Plus loin, sur une estrade, un groupe de musique jouait un air bien connu sur Gallia tandis que plusieurs personnes dansaient juste devant. Mais la grande majorité des invités présents bavardaient autour d'un buffet des plus copieux. Pas moins de six énormes cochons étaient allongés sur des plateaux en argent, un véritable arc-en-ciel de fruits et de légumes s'étalait tout le long de la table et des miches de pain par centaine attendaient d'être dégustées. Mais ce qui attira immédiatement l'œil d'Helja, c'était les litres de vin servis en continu.

— Je ne vois pas le prince, cria Charlie.

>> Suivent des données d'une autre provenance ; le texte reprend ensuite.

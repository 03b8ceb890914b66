use crate::domain::formatting::number_or_empty;
use crate::domain::models::{
    ChargingGasPayload, ChargingRecord, GasPayload, InspectionGasPayload, InspectionRecord,
    MaintenanceGasPayload, MaintenanceRecord,
};

const COMPLETED_STATUS: &str = "completed";

pub fn build_payload(record: &ChargingRecord) -> GasPayload {
    let session = &record.session;

    GasPayload::Charging(ChargingGasPayload {
        id: session.id.clone(),
        status: COMPLETED_STATUS.to_string(),
        start_time: session.start_time.clone(),
        end_time: record.end_time.clone(),
        start_odometer: number_or_empty(session.odometer),
        efficiency: number_or_empty(session.efficiency),
        start_soc: number_or_empty(session.start_battery),
        end_soc: number_or_empty(record.end_battery),
        start_range: number_or_empty(session.start_range),
        end_range: number_or_empty(record.end_range),
        location: session.location_name.clone(),
        added_kwh: number_or_empty(record.charged_kwh),
        cost: number_or_empty(record.cost as f64),
    })
}

pub fn build_maintenance_payload(record: &MaintenanceRecord) -> GasPayload {
    GasPayload::Maintenance(MaintenanceGasPayload {
        id: record.id.clone(),
        date: record.date.clone(),
        category: record.category.as_str().to_string(),
        description: record.description.clone(),
        cost: number_or_empty(record.cost),
        // A recorded odometer of 0 is still sent.
        odometer: record.odometer.map(|value| format!("{value}")).unwrap_or_default(),
        next_due_date: record.next_due_date.clone().unwrap_or_default(),
        memo: record.memo.clone().unwrap_or_default(),
    })
}

pub fn build_inspection_payload(record: &InspectionRecord) -> GasPayload {
    GasPayload::Inspection(InspectionGasPayload {
        id: record.id.clone(),
        date: record.date.clone(),
        inspection_type: record.inspection_type.as_str().to_string(),
        odometer: number_or_empty(record.odometer),
        cost: number_or_empty(record.cost),
        soh: record.soh.map(|value| format!("{value}")).unwrap_or_default(),
        next_due_date: record.next_due_date.clone(),
        findings: record.findings.clone().unwrap_or_default(),
    })
}
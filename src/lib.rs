pub mod adapters;
pub mod app;
pub mod domain;

#[cfg(test)]
pub(crate) mod test_support;
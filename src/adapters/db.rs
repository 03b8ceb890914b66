use rusqlite::{Connection, OptionalExtension, params};
use thiserror::Error;

pub const LATEST_SCHEMA_VERSION: u32 = 1;

const MIGRATIONS: &[(u32, &str)] = &[(
    1,
    r#"
CREATE TABLE IF NOT EXISTS kv_entries (
    key TEXT PRIMARY KEY NOT NULL,
    value TEXT NOT NULL,
    updated_at TEXT NOT NULL
);
"#,
)];

#[derive(Debug, Error)]
pub enum DbError {
    #[error("database operation failed: {0}")]
    Sqlite(#[from] rusqlite::Error),
    #[error("unsupported schema version {current}; latest supported is {latest}")]
    UnsupportedSchemaVersion { current: u32, latest: u32 },
}

pub fn open_connection(path: &str) -> Result<Connection, DbError> {
    Connection::open(path).map_err(DbError::from)
}

pub fn run_migrations(connection: &mut Connection) -> Result<(), DbError> {
    let current_version = schema_version(connection)?;

    if current_version > LATEST_SCHEMA_VERSION {
        return Err(DbError::UnsupportedSchemaVersion {
            current: current_version,
            latest: LATEST_SCHEMA_VERSION,
        });
    }

    let transaction = connection.transaction()?;

    for (version, sql) in MIGRATIONS {
        if *version > current_version {
            transaction.execute_batch(sql)?;
            transaction.pragma_update(None, "user_version", version)?;
        }
    }

    transaction.commit()?;

    Ok(())
}

pub fn schema_version(connection: &Connection) -> Result<u32, DbError> {
    let version = connection.pragma_query_value(None, "user_version", |row| row.get(0))?;
    Ok(version)
}

pub fn get_value(connection: &Connection, key: &str) -> Result<Option<String>, DbError> {
    let value = connection
        .query_row(
            "SELECT value FROM kv_entries WHERE key = ?1",
            params![key],
            |row| row.get(0),
        )
        .optional()?;

    Ok(value)
}

pub fn set_value(
    connection: &Connection,
    key: &str,
    value: &str,
    updated_at: &str,
) -> Result<(), DbError> {
    connection.execute(
        "INSERT INTO kv_entries (key, value, updated_at) VALUES (?1, ?2, ?3)
         ON CONFLICT(key) DO UPDATE SET value = excluded.value, updated_at = excluded.updated_at",
        params![key, value, updated_at],
    )?;

    Ok(())
}

pub fn has_key(connection: &Connection, key: &str) -> Result<bool, DbError> {
    let count: i64 = connection.query_row(
        "SELECT COUNT(*) FROM kv_entries WHERE key = ?1",
        params![key],
        |row| row.get(0),
    )?;

    Ok(count > 0)
}
use chrono::{DateTime, Utc};
use serde::{Deserialize, Serialize};

/// Store-assigned message identifier. Increases with insertion order.
pub type MessageId = u64;

// -- Participants --

/// The two guardian seats of a thread.
#[derive(Debug, Clone, Copy, PartialEq, Eq, Hash, Serialize, Deserialize)]
#[serde(rename_all = "snake_case")]
pub enum GuardianRole {
    GuardianA,
    GuardianB,
}

impl GuardianRole {
    /// Tag printed next to the sender in evidentiary exports.
    pub fn tag(&self) -> &'static str {
        match self {
            Self::GuardianA => "GUARDIAN A",
            Self::GuardianB => "GUARDIAN B",
        }
    }

    pub fn as_str(&self) -> &'static str {
        match self {
            Self::GuardianA => "guardian_a",
            Self::GuardianB => "guardian_b",
        }
    }

    pub fn parse(value: &str) -> Option<Self> {
        match value {
            "guardian_a" => Some(Self::GuardianA),
            "guardian_b" => Some(Self::GuardianB),
            _ => None,
        }
    }
}

/// What the caller of the pipeline is allowed to do for the current session.
#[derive(Debug, Clone, Copy, PartialEq, Eq, Serialize, Deserialize)]
#[serde(rename_all = "snake_case")]
pub enum Capability {
    /// Full participant: may send, mark read and tag legal relevance.
    Guardian,
    /// Authorized third party: read-only, sees legally relevant messages only.
    Viewer,
}

impl Capability {
    pub fn parse(value: &str) -> Option<Self> {
        match value.trim().to_ascii_lowercase().as_str() {
            "guardian" => Some(Self::Guardian),
            "viewer" => Some(Self::Viewer),
            _ => None,
        }
    }
}

/// Ephemeral per-request context. Never stored alongside messages.
#[derive(Debug, Clone, PartialEq, Eq)]
pub struct Session {
    pub actor_id: String,
    pub capability: Capability,
}

impl Session {
    pub fn guardian(actor_id: impl Into<String>) -> Self {
        Self {
            actor_id: actor_id.into(),
            capability: Capability::Guardian,
        }
    }

    pub fn viewer(actor_id: impl Into<String>) -> Self {
        Self {
            actor_id: actor_id.into(),
            capability: Capability::Viewer,
        }
    }

    pub fn can_write(&self) -> bool {
        self.capability == Capability::Guardian
    }

    /// Whether a stored message is visible under this session.
    pub fn can_see(&self, message: &Message) -> bool {
        match self.capability {
            Capability::Guardian => true,
            Capability::Viewer => message.legally_relevant,
        }
    }
}

// -- Messages --

#[derive(Debug, Clone, Copy, PartialEq, Eq, Serialize, Deserialize)]
#[serde(tag = "type", rename_all = "snake_case")]
pub enum MessageKind {
    Text,
    Audio { duration_secs: u32 },
}

impl MessageKind {
    pub fn as_str(&self) -> &'static str {
        match self {
            Self::Text => "text",
            Self::Audio { .. } => "audio",
        }
    }

    pub fn duration_secs(&self) -> Option<u32> {
        match self {
            Self::Text => None,
            Self::Audio { duration_secs } => Some(*duration_secs),
        }
    }
}

/// Placeholder body stored for audio messages sent without a caption.
pub fn audio_placeholder(duration_secs: u32) -> String {
    format!(
        "[audio message {}:{:02}]",
        duration_secs / 60,
        duration_secs % 60
    )
}

/// A message as submitted by a guardian, before the store stamps it.
#[derive(Debug, Clone)]
pub struct MessageDraft {
    pub thread_id: String,
    pub sender_id: String,
    pub sender_display_name: String,
    pub sender_role: GuardianRole,
    pub kind: MessageKind,
    pub body: String,
}

impl MessageDraft {
    pub fn text(
        thread_id: impl Into<String>,
        sender_id: impl Into<String>,
        sender_display_name: impl Into<String>,
        sender_role: GuardianRole,
        body: impl Into<String>,
    ) -> Self {
        Self {
            thread_id: thread_id.into(),
            sender_id: sender_id.into(),
            sender_display_name: sender_display_name.into(),
            sender_role,
            kind: MessageKind::Text,
            body: body.into(),
        }
    }

    pub fn audio(
        thread_id: impl Into<String>,
        sender_id: impl Into<String>,
        sender_display_name: impl Into<String>,
        sender_role: GuardianRole,
        duration_secs: u32,
    ) -> Self {
        Self {
            thread_id: thread_id.into(),
            sender_id: sender_id.into(),
            sender_display_name: sender_display_name.into(),
            sender_role,
            kind: MessageKind::Audio { duration_secs },
            body: String::new(),
        }
    }
}

/// A stored message. Content and timestamps are fixed at append time;
/// only `read_at` and `legally_relevant` change afterwards, and only
/// through the store.
#[derive(Debug, Clone, PartialEq, Serialize, Deserialize)]
pub struct Message {
    pub id: MessageId,
    pub thread_id: String,
    pub sender_id: String,
    pub sender_display_name: String,
    pub sender_role: GuardianRole,
    pub kind: MessageKind,
    pub body: String,
    pub created_at: DateTime<Utc>,
    pub delivered_at: Option<DateTime<Utc>>,
    pub read_at: Option<DateTime<Utc>>,
    pub legally_relevant: bool,
    pub flagged_offensive: bool,
}

/// Single check vs. double check in the conversation view.
#[derive(Debug, Clone, Copy, PartialEq, Eq, Serialize, Deserialize)]
#[serde(rename_all = "snake_case")]
pub enum DeliveryStatus {
    Delivered,
    Read,
}

// -- Export --

#[derive(Debug, Clone, Copy, Default, PartialEq, Eq, Serialize, Deserialize)]
#[serde(rename_all = "snake_case")]
pub enum ExportFilter {
    #[default]
    All,
    LegallyRelevant,
}

impl ExportFilter {
    pub fn description(&self) -> &'static str {
        match self {
            Self::All => "all messages",
            Self::LegallyRelevant => "legally relevant messages only",
        }
    }

    pub fn admits(&self, message: &Message) -> bool {
        match self {
            Self::All => true,
            Self::LegallyRelevant => message.legally_relevant,
        }
    }
}

/// Display names for a thread, resolved by an external collaborator.
#[derive(Debug, Clone, PartialEq, Eq, Serialize, Deserialize)]
pub struct ThreadMetadata {
    pub child_display_name: String,
    pub guardian_a_display_name: String,
    pub guardian_b_display_name: String,
}

impl ThreadMetadata {
    /// Used when the provider does not know the thread: every name is the raw id.
    pub fn fallback(thread_id: &str) -> Self {
        Self {
            child_display_name: thread_id.to_string(),
            guardian_a_display_name: thread_id.to_string(),
            guardian_b_display_name: thread_id.to_string(),
        }
    }
}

— Moi non plus. Mais il ne devrait pas être loin. Allons là-bas.

Elles avancèrent en slalomant entre les hommes et les femmes, leur visage dissimulé sous des masques des plus excentriques. Rapidement, elles arrivèrent au niveau du buffet où elles récupérèrent deux coupes généreuses d'une liqueur écarlate.

— Quoi ? rétorqua Helja sous le regard interrogateur de Charlie. C'est pour passer plus facilement inaperçue.

Elle but une longue gorgée puis observa l'entièreté du lieu. Des personnes continuaient d'entrer, si bien qu'elle se demanda comment tous les habitants de la capitale pourraient tenir dans cette salle. Mais malgré son excellente vision et sa vivacité pour analyser un nouvel endroit, la sorcière ne distingua pas l'ombre du prince.